Effect of PCDH19 missense mutations on cell-to-cell proximity and neuronal development under heterotypic conditions

• Published in: PNAS nexus Vol. 3; no. 3; p. pgae060
• Main Authors: Motosugi, Nami, Sugiyama, Akiko, Otomo, Asako, Sakata, Yuka, Araki, Takuma, Hadano, Shinji, Kumasaka, Natsuhiko, Fukuda, Atsushi
• Format: Journal Article
• Language: English
• Published: England Oxford University Press 01.03.2024
• Subjects: Brief Report; Epilepsy; Genetic aspects; Neurons; Stem cells; Japan
• ISSN: 2752-6542; 2752-6542
• DOI: 10.1093/pnasnexus/pgae060

The mutation of the X-linked protocadherin (PCDH) 19 gene in heterozygous females causes epilepsy.

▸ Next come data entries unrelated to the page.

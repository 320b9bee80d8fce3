//! Authorization orchestration.
//!
//! [`AuthFlow::acquire`] returns a usable [`Authorization`]: the cached
//! record when there is a readable one, otherwise the result of a full
//! acquisition:
//!
//! 1. bind the [`CallbackListener`] so the redirect target is known
//! 2. obtain a request token for that redirect target
//! 3. build the authorization URL and present it to the operator
//! 4. wait for the browser to reach the callback
//! 5. exchange the request token for an access token
//! 6. persist the record
//!
//! A failure in steps 1-5 is fatal and nothing is written. A failure in
//! step 6 is reported alongside the credential, which is still usable for
//! the current run.
//!
//! # Example
//!
//! ```rust,no_run
//! # async fn example() -> Result<(), Box<dyn std::error::Error>> {
//! use pocket_core::{AuthFlow, CredentialStore, PocketAuthClient, PocketConfig};
//!
//! let config = PocketConfig::load(None)?;
//! let store = CredentialStore::new(&config);
//! let consumer_key = store.load_consumer_key_interactive()?;
//! let api = PocketAuthClient::new(&config.api_base_url)?;
//!
//! let flow = AuthFlow::new(&config, store, api);
//! let outcome = flow.acquire(&consumer_key).await?;
//! println!("Logged in as {}", outcome.authorization.username);
//! # Ok(())
//! # }
//! ```

use std::time::Duration;
use thiserror::Error;
use url::Url;

use crate::callback::{CallbackError, CallbackListener};
use crate::config::PocketConfig;
use crate::model::{Authorization, ConsumerKey};
use crate::remote::{AuthorizationApi, RemoteError};
use crate::store::{CredentialStore, StoreError};

/// Fatal failure to obtain a credential.
#[derive(Debug, Error)]
pub enum AuthError {
    /// A call to the service failed.
    #[error("authorization failed: {0}")]
    Remote(#[from] RemoteError),

    /// The browser step could not be completed.
    #[error("authorization callback failed: {0}")]
    Callback(#[from] CallbackError),
}

/// Where the returned credential came from.
#[derive(Debug, Clone, Copy, PartialEq, Eq)]
pub enum CredentialSource {
    /// Read from the authorization record.
    Cache,

    /// Obtained by running the authorization flow in this process.
    Authorized,
}

/// Result of [`AuthFlow::acquire`].
#[derive(Debug)]
pub struct AcquireOutcome {
    /// The usable credential.
    pub authorization: Authorization,

    /// How it was obtained.
    pub source: CredentialSource,

    /// Set when a freshly obtained credential could not be saved.
    ///
    /// The credential works for this run but the next run will have to
    /// authorize again.
    pub persist_warning: Option<StoreError>,
}

/// Presents the authorization URL to the operator.
pub trait AuthorizationPrompt: Send + Sync {
    /// Show `url` to the operator. Called once the callback is listening.
    fn present(&self, url: &Url);
}

/// Prints the authorization URL on standard output.
#[derive(Debug, Default, Clone, Copy)]
pub struct StdoutPrompt;

impl AuthorizationPrompt for StdoutPrompt {
    fn present(&self, url: &Url) {
        println!("Open the following URL in your browser to authorize this client:");
        println!("{}", url);
    }
}

/// Drives the "use cached, else authorize" logic.
pub struct AuthFlow<A: AuthorizationApi> {
    store: CredentialStore,
    api: A,
    prompt: Box<dyn AuthorizationPrompt>,
    callback_host: String,
    callback_timeout: Option<Duration>,
}

impl<A: AuthorizationApi> AuthFlow<A> {
    /// Create a flow that prints the authorization URL on stdout.
    pub fn new(config: &PocketConfig, store: CredentialStore, api: A) -> Self {
        Self {
            store,
            api,
            prompt: Box::new(StdoutPrompt),
            callback_host: config.callback_host.clone(),
            callback_timeout: config.callback_timeout(),
        }
    }

    /// Replace how the authorization URL is presented.
    pub fn with_prompt(mut self, prompt: impl AuthorizationPrompt + 'static) -> Self {
        self.prompt = Box::new(prompt);
        self
    }

    /// The credential store backing this flow.
    pub fn store(&self) -> &CredentialStore {
        &self.store
    }

    /// Return the cached credential, or authorize and cache a new one.
    pub async fn acquire(&self, consumer_key: &ConsumerKey) -> Result<AcquireOutcome, AuthError> {
        match self.store.load_authorization() {
            Ok(authorization) => {
                tracing::debug!("Using cached authorization for {}", authorization.username);
                return Ok(AcquireOutcome {
                    authorization,
                    source: CredentialSource::Cache,
                    persist_warning: None,
                });
            }
            Err(e) => {
                tracing::info!("No usable cached authorization ({}), authorizing", e);
            }
        }

        let authorization = self.authorize(consumer_key).await?;

        let persist_warning = match self.store.save_authorization(&authorization) {
            Ok(()) => None,
            Err(e) => {
                tracing::warn!(
                    "Authorized as {} but could not save the authorization: {}. \
                     You will be asked to authorize again next time.",
                    authorization.username,
                    e
                );
                Some(e)
            }
        };

        Ok(AcquireOutcome {
            authorization,
            source: CredentialSource::Authorized,
            persist_warning,
        })
    }

    /// Run the request/authorize/exchange sequence without touching the cache.
    pub async fn authorize(&self, consumer_key: &ConsumerKey) -> Result<Authorization, AuthError> {
        let listener = CallbackListener::bind(&self.callback_host).await?;
        let redirect_uri = listener.redirect_uri();

        let request_token = self
            .api
            .obtain_request_token(consumer_key, &redirect_uri)
            .await?;

        let url = self.api.authorization_url(&request_token, &redirect_uri)?;
        self.prompt.present(&url);

        listener.wait(self.callback_timeout).await?;

        let authorization = self
            .api
            .obtain_access_token(consumer_key, &request_token)
            .await?;
        tracing::info!("Authorized as {}", authorization.username);

        Ok(authorization)
    }
}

However, because of the erosion of X-chromosome inactivation (XCI) in female human pluripotent stem cells, precise disease modeling often leads to failure. In this study, using a mathematical approach and induced pluripotent stem cells retaining XCI derived from patients with PCDH19 missense mutations, we found that heterotypic conditions, which are composed of wild-type and missense PCDH19, led to significant cell-to-cell proximity and impaired neuronal differentiation, accompanied by the aberrant accumulation of doublecortin, a microtubule-associated protein. Our findings suggest that ease of adhesion between cells expressing either wild-type or missense PCDH19 might lead to aberrant cell aggregation in early embryonic phases, causing poor neuronal development.